Thompson’s ‘therapeutic regimen’ was effective: it raised body temperature, dilated blood vessels and strengthened the immune system. It ultimately helped to increase resistance to infection and accelerated healing. The ‘physiomedicalists’ enjoyed great success from the end of the nineteenth century—a success that unfortunately failed to attribute its real founders.
Then came along Wooster Beech [1794-1868], an American physician who created ‘eclectic’ medicine, born from a fusion of three primary elements: European knowledge, Native American knowledge and improvisation. Eclecticism was a great hit in the US and had over 8,000 members by 1909, who spent more than 114 years studying North American medicinal plants. They made known the virtues of the oil of evening primrose (Oenothera biennis), which tightens skin pores and is widely used today as a cosmetic product, damiana (Turnera diffusa) as an antidepressant, California poppy (Eschscholzia californica) which induces sleep and even witch hazel (Hamamelis), indispensable plant in dermatology.

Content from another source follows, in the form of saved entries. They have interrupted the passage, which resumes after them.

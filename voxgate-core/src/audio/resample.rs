//! Fixed-ratio sample-rate conversion on top of rubato's `FastFixedIn`.
//!
//! Live capture calls [`RateConverter::process_into`] as device buffers
//! arrive; a finite source additionally calls [`RateConverter::finish_into`]
//! once the input is exhausted. The interpolator's output delay is dropped
//! from the head of the stream and `finish_into` drains the tail, so a
//! complete conversion yields `round(input_len × ratio)` samples that line up
//! with the input in time.

use rubato::{FastFixedIn, PolynomialDegree, Resampler};
use tracing::{debug, error};

use crate::error::{Result, VoxError};

/// Flush rounds allowed to drain the interpolator after the last input.
const MAX_DRAIN_ROUNDS: usize = 4;

/// Mono f32 converter between two fixed rates. Equal rates copy through.
pub struct RateConverter {
    resampler: Option<FastFixedIn<f32>>,
    ratio: f64,
    chunk_size: usize,
    /// Input not yet handed to rubato (always shorter than `chunk_size`
    /// between calls).
    pending: Vec<f32>,
    /// One-channel scratch output, sized to `output_frames_max`.
    scratch: Vec<Vec<f32>>,
    /// Output frames still to discard for the interpolator delay.
    delay_left: usize,
    consumed: u64,
    emitted: u64,
}

impl RateConverter {
    /// # Errors
    /// `VoxError::AudioDevice` if rubato rejects the ratio or chunk size.
    pub fn new(from_rate: u32, to_rate: u32, chunk_size: usize) -> Result<Self> {
        let ratio = f64::from(to_rate) / f64::from(from_rate.max(1));
        let mut converter = Self {
            resampler: None,
            ratio,
            chunk_size: chunk_size.max(1),
            pending: Vec::new(),
            scratch: Vec::new(),
            delay_left: 0,
            consumed: 0,
            emitted: 0,
        };
        if from_rate == to_rate {
            return Ok(converter);
        }

        let resampler = FastFixedIn::<f32>::new(
            ratio,
            1.0,
            PolynomialDegree::Cubic,
            converter.chunk_size,
            1,
        )
        .map_err(|e| VoxError::AudioDevice(format!("resampler init: {e}")))?;
        converter.scratch = vec![vec![0f32; resampler.output_frames_max()]];
        converter.delay_left = resampler.output_delay();
        converter.pending.reserve(converter.chunk_size);
        debug!(
            from_rate,
            to_rate,
            chunk_size = converter.chunk_size,
            delay = converter.delay_left,
            "resampler ready"
        );
        converter.resampler = Some(resampler);
        Ok(converter)
    }

    /// Convert `samples`, appending whatever full chunks produce to `out`.
    /// A remainder shorter than one chunk waits for the next call.
    pub fn process_into(&mut self, samples: &[f32], out: &mut Vec<f32>) {
        if self.resampler.is_none() {
            out.extend_from_slice(samples);
            return;
        }
        self.consumed += samples.len() as u64;
        self.pending.extend_from_slice(samples);

        let Self {
            resampler: Some(resampler),
            chunk_size,
            pending,
            scratch,
            delay_left,
            emitted,
            ..
        } = self
        else {
            return;
        };
        let mut start = 0;
        while pending.len() - start >= *chunk_size {
            let chunk = &pending[start..start + *chunk_size];
            match resampler.process_into_buffer(&[chunk], scratch, None) {
                Ok((_, produced)) => {
                    emit(&scratch[0][..produced], delay_left, emitted, u64::MAX, out)
                }
                Err(e) => error!("resampler chunk failed: {e}"),
            }
            start += *chunk_size;
        }
        pending.drain(..start);
    }

    /// Convert the pending remainder and drain the interpolator. Call once,
    /// after the last [`process_into`](Self::process_into).
    pub fn finish_into(&mut self, out: &mut Vec<f32>) {
        let expected = (self.consumed as f64 * self.ratio).round() as u64;
        let Self {
            resampler: Some(resampler),
            pending,
            scratch,
            delay_left,
            emitted,
            ..
        } = self
        else {
            return;
        };

        if !pending.is_empty() {
            let tail: &[&[f32]] = &[pending.as_slice()];
            match resampler.process_partial_into_buffer(Some(tail), scratch, None) {
                Ok((_, produced)) => {
                    emit(&scratch[0][..produced], delay_left, emitted, expected, out)
                }
                Err(e) => error!("resampler tail failed: {e}"),
            }
            pending.clear();
        }

        let mut rounds = 0;
        while *emitted < expected && rounds < MAX_DRAIN_ROUNDS {
            match resampler.process_partial_into_buffer(None::<&[&[f32]]>, scratch, None) {
                Ok((_, produced)) => {
                    emit(&scratch[0][..produced], delay_left, emitted, expected, out)
                }
                Err(e) => {
                    error!("resampler drain failed: {e}");
                    break;
                }
            }
            rounds += 1;
        }
    }

    pub fn process(&mut self, samples: &[f32]) -> Vec<f32> {
        let mut out = Vec::new();
        self.process_into(samples, &mut out);
        out
    }
}

/// Append `produced` to `out`, skipping the remaining delay and stopping at
/// `cap` total emitted frames.
fn emit(
    produced: &[f32],
    delay_left: &mut usize,
    emitted: &mut u64,
    cap: u64,
    out: &mut Vec<f32>,
) {
    let skip = (*delay_left).min(produced.len());
    *delay_left -= skip;
    let room = cap.saturating_sub(*emitted);
    let take = ((produced.len() - skip) as u64).min(room) as usize;
    out.extend_from_slice(&produced[skip..skip + take]);
    *emitted += take as u64;
}

#[cfg(test)]
mod tests {
    use super::*;

    #[test]
    fn equal_rates_copy_through() {
        let mut rc = RateConverter::new(16_000, 16_000, 480).expect("passthrough");
        let samples: Vec<f32> = (0..700).map(|i| i as f32 * 0.001).collect();
        let mut out = rc.process(&samples);
        rc.finish_into(&mut out);
        assert_eq!(out, samples);
    }

    #[test]
    fn remainder_waits_for_a_full_chunk() {
        let mut rc = RateConverter::new(44_100, 16_000, 441).expect("resampler");
        let mut out = Vec::new();
        rc.process_into(&[0.0; 300], &mut out);
        assert!(out.is_empty());
        rc.process_into(&[0.0; 300], &mut out);
        assert!(!out.is_empty(), "second push completes a chunk");
    }

    #[test]
    fn finished_conversion_has_exact_length() {
        let mut rc = RateConverter::new(44_100, 16_000, 882).expect("resampler");
        // Not a multiple of the chunk size, so the tail needs flushing.
        let input = vec![0.5f32; 44_100 + 300];
        let mut out = rc.process(&input);
        assert!(out.len() < 16_108);
        rc.finish_into(&mut out);

        assert_eq!(out.len(), 16_109);
        assert!(
            out[200..15_900].iter().all(|s| (s - 0.5).abs() < 1e-3),
            "constant input stays constant"
        );
    }

    #[test]
    fn upsampling_doubles_length() {
        let mut rc = RateConverter::new(8_000, 16_000, 160).expect("resampler");
        let mut out = rc.process(&vec![0.25f32; 1_000]);
        rc.finish_into(&mut out);
        assert_eq!(out.len(), 2_000);
    }
}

However American phyto-therapy (herbal medicine) rapidly declined after 1907, when the government began to subsidise medical studies of chemical drugs that took over natural products. The laboratories nevertheless used Native American plants to search for possible active molecules. And in fact, although largely unknown, the first contraceptive pill produced by Syntex laboratories in the 1950s was developed from a natural, progesterone-like steroid discovered in wild yam. Wild yam was well known to the Aztecs, who used it as a painkiller and against rheumatism. And in fact, the steroids present in the yam are molecules of the family of cortisone, the treatment used today against acute osteoarthritis. And so it is only natural that yams include important anti-inflammatory and pain-killing properties.